The day my brother died, my mom ran naked in the street. She spun in front of the neighbor’s houses, flabby arms pulled toward the heavens. I had never seen that kind of body, a full body, an old and worn and loud body. I ran a hand across my flat chest; I was newly twelve. The neighbors, one by one, came to their windows. As the audience grew, my mom ran faster in that grief. I studied her. When my mom danced, her stretch marks spread, branching up her sides like a tree in winter: bright, white, and raised. So, ants took shelter in the wood of her stretch marks. Unlike termites, ants do not eat this kind of nature—they clean it out, remove the rotted bark, and make a home in the cavities.

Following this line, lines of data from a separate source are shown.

use crate::input::InputEvent;
use crate::input::KeyCode;
use crate::input::KeyEvent;
use crate::input::KeyModifiers;
use crate::input::MouseButton;
use crate::input::MouseEvent;
use crate::input::MouseEventKind;

/// Converts a crossterm event; events a calendar has no use for map to `None`.
pub fn input_event_from_crossterm(ev: crossterm::event::Event) -> Option<InputEvent> {
    match ev {
        crossterm::event::Event::Key(key) => {
            if key.kind == crossterm::event::KeyEventKind::Release {
                return None;
            }
            Some(InputEvent::Key(key_event_from_crossterm(key)?))
        }
        crossterm::event::Event::Mouse(m) => {
            Some(InputEvent::Mouse(mouse_event_from_crossterm(m)?))
        }
        crossterm::event::Event::FocusGained => Some(InputEvent::FocusGained),
        crossterm::event::Event::FocusLost => Some(InputEvent::FocusLost),
        _ => None,
    }
}

pub fn key_event_from_crossterm(key: crossterm::event::KeyEvent) -> Option<KeyEvent> {
    let code = match key.code {
        crossterm::event::KeyCode::Char(c) => KeyCode::Char(c),
        crossterm::event::KeyCode::Enter => KeyCode::Enter,
        crossterm::event::KeyCode::Esc => KeyCode::Esc,
        crossterm::event::KeyCode::Tab => KeyCode::Tab,
        crossterm::event::KeyCode::Left => KeyCode::Left,
        crossterm::event::KeyCode::Right => KeyCode::Right,
        crossterm::event::KeyCode::Up => KeyCode::Up,
        crossterm::event::KeyCode::Down => KeyCode::Down,
        crossterm::event::KeyCode::Home => KeyCode::Home,
        crossterm::event::KeyCode::End => KeyCode::End,
        crossterm::event::KeyCode::PageUp => KeyCode::PageUp,
        crossterm::event::KeyCode::PageDown => KeyCode::PageDown,
        _ => return None,
    };

    let mut modifiers = modifiers_from_crossterm(key.modifiers);
    // Terminals report Shift implicitly in the character itself ('G', not Shift+'g').
    if matches!(code, KeyCode::Char(_)) {
        modifiers.shift = false;
    }
    Some(KeyEvent { code, modifiers })
}

pub fn mouse_event_from_crossterm(m: crossterm::event::MouseEvent) -> Option<MouseEvent> {
    let kind = match m.kind {
        crossterm::event::MouseEventKind::Down(b) => {
            MouseEventKind::Down(mouse_button_from_crossterm(b))
        }
        crossterm::event::MouseEventKind::Up(b) => {
            MouseEventKind::Up(mouse_button_from_crossterm(b))
        }
        crossterm::event::MouseEventKind::Moved => MouseEventKind::Moved,
        crossterm::event::MouseEventKind::ScrollUp => MouseEventKind::ScrollUp,
        crossterm::event::MouseEventKind::ScrollDown => MouseEventKind::ScrollDown,
        _ => return None,
    };

    Some(MouseEvent {
        x: m.column,
        y: m.row,
        kind,
        modifiers: modifiers_from_crossterm(m.modifiers),
    })
}

fn modifiers_from_crossterm(m: crossterm::event::KeyModifiers) -> KeyModifiers {
    KeyModifiers {
        shift: m.contains(crossterm::event::KeyModifiers::SHIFT),
        ctrl: m.contains(crossterm::event::KeyModifiers::CONTROL),
        alt: m.contains(crossterm::event::KeyModifiers::ALT),
    }
}

fn mouse_button_from_crossterm(b: crossterm::event::MouseButton) -> MouseButton {
    match b {
        crossterm::event::MouseButton::Left => MouseButton::Left,
        crossterm::event::MouseButton::Right => MouseButton::Right,
        crossterm::event::MouseButton::Middle => MouseButton::Middle,
    }
}
use crate::render;
use ratatui::buffer::Buffer;
use ratatui::layout::Rect;
use ratatui::style::Style;
use ratatui_calendar_core::keymap::Binding;
use ratatui_calendar_core::keymap::CalendarBindings;

#[derive(Clone, Debug)]
pub struct HelpBarOptions {
    pub style: Style,
    pub key_style: Style,
    pub separator: String,
    pub space: String,
}

impl Default for HelpBarOptions {
    fn default() -> Self {
        Self {
            style: Style::default(),
            key_style: Style::default(),
            separator: " • ".to_string(),
            space: " ".to_string(),
        }
    }
}

/// One-line summary of key bindings, clipped at the right edge.
#[derive(Clone, Debug, Default)]
pub struct HelpBar {
    bindings: Vec<Binding>,
    options: HelpBarOptions,
}

impl HelpBar {
    pub fn new(bindings: Vec<Binding>) -> Self {
        Self {
            bindings,
            options: HelpBarOptions::default(),
        }
    }

    pub fn with_options(bindings: Vec<Binding>, options: HelpBarOptions) -> Self {
        Self { bindings, options }
    }

    pub fn from_bindings(bindings: &CalendarBindings, is_range: bool) -> Self {
        Self::new(bindings.help(is_range))
    }

    pub fn set_bindings(&mut self, bindings: Vec<Binding>) {
        self.bindings = bindings;
    }

    pub fn render_ref(&self, area: Rect, buf: &mut Buffer) {
        if area.width == 0 || area.height == 0 {
            return;
        }
        buf.set_style(area, self.options.style);

        let end = area.x + area.width;
        let mut x = area.x;
        for (i, b) in self.bindings.iter().enumerate() {
            let mut parts = Vec::with_capacity(4);
            if i > 0 {
                parts.push((self.options.separator.as_str(), self.options.style));
            }
            parts.push((b.help_key.as_str(), self.options.key_style));
            parts.push((self.options.space.as_str(), self.options.style));
            parts.push((b.help_desc.as_str(), self.options.style));
            for (text, style) in parts {
                x += render::render_str_clipped(x, area.y, end - x, buf, text, style);
                if x >= end {
                    return;
                }
            }
        }
    }
}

A black, fuzzy, ball of ants nested between her legs. My mother was a colony, but then it started to rain. Planet Earth called it an ant lifeboat—during a flood, ants will clump together to survive, wriggling en masse to float and move, a raft-alive.
But my mother’s ants did not unite. They scattered into parts of her, burrowing in her thighs, her gut, her chest. My mom stopped dancing. She scratched at her body and wailed from the pain, from the ants in her ears, in her brain, and doubling over, she looked like maybe my brother did. Newly seventeen, he swallowed insecticide to death. If there were any ants in him, they died then, too.